== About this exercise ==
Retype all of the entries precisely.
━━ Given records
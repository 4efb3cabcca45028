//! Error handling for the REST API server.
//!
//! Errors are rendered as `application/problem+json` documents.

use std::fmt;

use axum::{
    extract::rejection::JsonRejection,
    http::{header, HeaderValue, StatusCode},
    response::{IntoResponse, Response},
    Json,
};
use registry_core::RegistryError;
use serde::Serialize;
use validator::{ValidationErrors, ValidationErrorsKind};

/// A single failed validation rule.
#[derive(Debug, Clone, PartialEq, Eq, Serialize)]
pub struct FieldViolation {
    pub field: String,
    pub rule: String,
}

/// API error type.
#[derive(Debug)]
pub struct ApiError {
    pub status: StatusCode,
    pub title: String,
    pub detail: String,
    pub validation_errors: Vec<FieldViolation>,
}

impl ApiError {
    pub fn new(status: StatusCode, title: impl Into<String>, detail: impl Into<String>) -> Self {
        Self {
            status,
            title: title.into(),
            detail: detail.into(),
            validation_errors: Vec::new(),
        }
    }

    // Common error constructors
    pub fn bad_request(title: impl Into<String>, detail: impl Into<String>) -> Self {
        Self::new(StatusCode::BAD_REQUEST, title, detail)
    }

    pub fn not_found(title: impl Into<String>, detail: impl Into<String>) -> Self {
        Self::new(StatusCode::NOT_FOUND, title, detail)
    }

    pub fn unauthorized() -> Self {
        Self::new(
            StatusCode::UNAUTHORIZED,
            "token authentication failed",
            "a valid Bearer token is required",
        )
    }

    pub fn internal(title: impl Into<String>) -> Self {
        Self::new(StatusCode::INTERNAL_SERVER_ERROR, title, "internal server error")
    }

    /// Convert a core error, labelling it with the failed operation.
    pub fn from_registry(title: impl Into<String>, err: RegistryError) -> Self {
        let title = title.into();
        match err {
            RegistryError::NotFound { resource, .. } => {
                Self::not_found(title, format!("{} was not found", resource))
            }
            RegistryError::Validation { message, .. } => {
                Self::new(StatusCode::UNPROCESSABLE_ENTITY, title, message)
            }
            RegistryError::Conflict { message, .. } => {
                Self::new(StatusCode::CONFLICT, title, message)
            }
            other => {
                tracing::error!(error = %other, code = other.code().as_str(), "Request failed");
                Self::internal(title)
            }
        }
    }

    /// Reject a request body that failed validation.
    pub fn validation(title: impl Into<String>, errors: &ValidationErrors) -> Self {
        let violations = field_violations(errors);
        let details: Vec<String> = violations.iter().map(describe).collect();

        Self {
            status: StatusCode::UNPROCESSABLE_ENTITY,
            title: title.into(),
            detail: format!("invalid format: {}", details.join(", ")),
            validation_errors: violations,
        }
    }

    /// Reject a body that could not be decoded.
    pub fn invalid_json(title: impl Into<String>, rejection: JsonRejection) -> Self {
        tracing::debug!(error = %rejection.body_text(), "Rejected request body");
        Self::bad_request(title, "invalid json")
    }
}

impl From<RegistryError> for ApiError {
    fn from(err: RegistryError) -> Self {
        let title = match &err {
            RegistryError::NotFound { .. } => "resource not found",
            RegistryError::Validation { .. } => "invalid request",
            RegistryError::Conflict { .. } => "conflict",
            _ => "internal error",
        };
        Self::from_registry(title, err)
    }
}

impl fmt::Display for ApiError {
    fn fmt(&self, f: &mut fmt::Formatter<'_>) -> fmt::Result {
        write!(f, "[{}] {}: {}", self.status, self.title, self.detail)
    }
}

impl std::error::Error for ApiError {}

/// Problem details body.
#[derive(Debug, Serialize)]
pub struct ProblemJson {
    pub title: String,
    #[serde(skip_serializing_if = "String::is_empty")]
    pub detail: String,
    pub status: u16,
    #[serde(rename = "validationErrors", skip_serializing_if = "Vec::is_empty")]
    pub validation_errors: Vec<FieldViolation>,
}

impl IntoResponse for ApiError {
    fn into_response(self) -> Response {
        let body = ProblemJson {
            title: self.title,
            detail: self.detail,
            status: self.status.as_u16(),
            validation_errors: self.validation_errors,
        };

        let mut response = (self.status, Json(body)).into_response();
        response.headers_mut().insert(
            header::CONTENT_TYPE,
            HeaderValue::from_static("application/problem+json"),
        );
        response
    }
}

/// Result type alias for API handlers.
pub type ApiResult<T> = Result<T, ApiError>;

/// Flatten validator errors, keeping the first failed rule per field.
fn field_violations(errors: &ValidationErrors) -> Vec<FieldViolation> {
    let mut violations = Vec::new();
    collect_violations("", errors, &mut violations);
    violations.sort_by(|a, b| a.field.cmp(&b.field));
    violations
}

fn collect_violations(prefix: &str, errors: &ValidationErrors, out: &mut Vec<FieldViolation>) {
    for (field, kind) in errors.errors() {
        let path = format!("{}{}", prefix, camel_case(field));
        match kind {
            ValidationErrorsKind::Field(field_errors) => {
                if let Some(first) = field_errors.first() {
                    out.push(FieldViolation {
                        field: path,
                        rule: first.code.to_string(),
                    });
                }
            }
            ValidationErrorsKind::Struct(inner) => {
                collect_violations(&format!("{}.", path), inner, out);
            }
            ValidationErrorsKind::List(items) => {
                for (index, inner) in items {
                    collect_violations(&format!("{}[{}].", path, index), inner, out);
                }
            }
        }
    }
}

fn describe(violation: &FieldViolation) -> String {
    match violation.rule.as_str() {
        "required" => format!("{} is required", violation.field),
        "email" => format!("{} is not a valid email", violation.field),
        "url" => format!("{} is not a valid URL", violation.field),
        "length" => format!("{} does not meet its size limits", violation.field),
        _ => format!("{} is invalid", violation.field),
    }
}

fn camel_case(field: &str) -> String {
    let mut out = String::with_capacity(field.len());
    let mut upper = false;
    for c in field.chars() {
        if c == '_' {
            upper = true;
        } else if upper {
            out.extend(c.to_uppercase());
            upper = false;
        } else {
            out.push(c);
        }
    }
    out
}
━━━━
== Written solution ==
repository 4efb3cabcca45028
//! Error handling for the REST API server.
//!
//! Errors are rendered as `application/problem+json` documents.

use std::fmt;

use axum::{
    extract::rejection::JsonRejection,
    http::{header, HeaderValue, StatusCode},
    response::{IntoResponse, Response},
    Json,
};
use registry_core::RegistryError;
use serde::Serialize;
use validator::{ValidationErrors, ValidationErrorsKind};

/// A single failed validation rule.
#[derive(Debug, Clone, PartialEq, Eq, Serialize)]
pub struct FieldViolation {
    pub field: String,
    pub rule: String,
}

/// API error type.
#[derive(Debug)]
pub struct ApiError {
    pub status: StatusCode,
    pub title: String,
    pub detail: String,
    pub validation_errors: Vec<FieldViolation>,
}

impl ApiError {
    pub fn new(status: StatusCode, title: impl Into<String>, detail: impl Into<String>) -> Self {
        Self {
            status,
            title: title.into(),
            detail: detail.into(),
            validation_errors: Vec::new(),
        }
    }

    // Common error constructors
    pub fn bad_request(title: impl Into<String>, detail: impl Into<String>) -> Self {
        Self::new(StatusCode::BAD_REQUEST, title, detail)
    }

    pub fn not_found(title: impl Into<String>, detail: impl Into<String>) -> Self {
        Self::new(StatusCode::NOT_FOUND, title, detail)
    }

    pub fn unauthorized() -> Self {
        Self::new(
            StatusCode::UNAUTHORIZED,
            "token authentication failed",
            "a valid Bearer token is required",
        )
    }

    pub fn internal(title: impl Into<String>) -> Self {
        Self::new(StatusCode::INTERNAL_SERVER_ERROR, title, "internal server error")
    }

    /// Convert a core error, labelling it with the failed operation.
    pub fn from_registry(title: impl Into<String>, err: RegistryError) -> Self {
        let title = title.into();
        match err {
            RegistryError::NotFound { resource, .. } => {
                Self::not_found(title, format!("{} was not found", resource))
            }
            RegistryError::Validation { message, .. } => {
                Self::new(StatusCode::UNPROCESSABLE_ENTITY, title, message)
            }
            RegistryError::Conflict { message, .. } => {
                Self::new(StatusCode::CONFLICT, title, message)
            }
            other => {
                tracing::error!(error = %other, code = other.code().as_str(), "Request failed");
                Self::internal(title)
            }
        }
    }

    /// Reject a request body that failed validation.
    pub fn validation(title: impl Into<String>, errors: &ValidationErrors) -> Self {
        let violations = field_violations(errors);
        let details: Vec<String> = violations.iter().map(describe).collect();

        Self {
            status: StatusCode::UNPROCESSABLE_ENTITY,
            title: title.into(),
            detail: format!("invalid format: {}", details.join(", ")),
            validation_errors: violations,
        }
    }

    /// Reject a body that could not be decoded.
    pub fn invalid_json(title: impl Into<String>, rejection: JsonRejection) -> Self {
        tracing::debug!(error = %rejection.body_text(), "Rejected request body");
        Self::bad_request(title, "invalid json")
    }
}

impl From<RegistryError> for ApiError {
    fn from(err: RegistryError) -> Self {
        let title = match &err {
            RegistryError::NotFound { .. } => "resource not found",
            RegistryError::Validation { .. } => "invalid request",
            RegistryError::Conflict { .. } => "conflict",
            _ => "internal error",
        };
        Self::from_registry(title, err)
    }
}

impl fmt::Display for ApiError {
    fn fmt(&self, f: &mut fmt::Formatter<'_>) -> fmt::Result {
        write!(f, "[{}] {}: {}", self.status, self.title, self.detail)
    }
}

impl std::error::Error for ApiError {}

/// Problem details body.
#[derive(Debug, Serialize)]
pub struct ProblemJson {
    pub title: String,
    #[serde(skip_serializing_if = "String::is_empty")]
    pub detail: String,
    pub status: u16,
    #[serde(rename = "validationErrors", skip_serializing_if = "Vec::is_empty")]
    pub validation_errors: Vec<FieldViolation>,
}

impl IntoResponse for ApiError {
    fn into_response(self) -> Response {
        let body = ProblemJson {
            title: self.title,
            detail: self.detail,
            status: self.status.as_u16(),
            validation_errors: self.validation_errors,
        };

        let mut response = (self.status, Json(body)).into_response();
        response.headers_mut().insert(
            header::CONTENT_TYPE,
            HeaderValue::from_static("application/problem+json"),
        );
        response
    }
}

/// Result type alias for API handlers.
pub type ApiResult<T> = Result<T, ApiError>;

/// Flatten validator errors, keeping the first failed rule per field.
fn field_violations(errors: &ValidationErrors) -> Vec<FieldViolation> {
    let mut violations = Vec::new();
    collect_violations("", errors, &mut violations);
    violations.sort_by(|a, b| a.field.cmp(&b.field));
    violations
}

fn collect_violations(prefix: &str, errors: &ValidationErrors, out: &mut Vec<FieldViolation>) {
    for (field, kind) in errors.errors() {
        let path = format!("{}{}", prefix, camel_case(field));
        match kind {
            ValidationErrorsKind::Field(field_errors) => {
                if let Some(first) = field_errors.first() {
                    out.push(FieldViolation {
                        field: path,
                        rule: first.code.to_string(),
                    });
                }
            }
            ValidationErrorsKind::Struct(inner) => {
                collect_violations(&format!("{}.", path), inner, out);
            }
            ValidationErrorsKind::List(items) => {
                for (index, inner) in items {
                    collect_violations(&format!("{}[{}].", path, index), inner, out);
                }
            }
        }
    }
}

fn describe(violation: &FieldViolation) -> String {
    match violation.rule.as_str() {
        "required" => format!("{} is required", violation.field),
        "email" => format!("{} is not a valid email", violation.field),
        "url" => format!("{} is not a valid URL", violation.field),
        "length" => format!("{} does not meet its size limits", violation.field),
        _ => format!("{} is invalid", violation.field),
    }
}

fn camel_case(field: &str) -> String {
    let mut out = String::with_capacity(field.len());
    let mut upper = false;
    for c in field.chars() {
        if c == '_' {
            upper = true;
        } else if upper {
            out.extend(c.to_uppercase());
            upper = false;
        } else {
            out.push(c);
        }
    }
    out
}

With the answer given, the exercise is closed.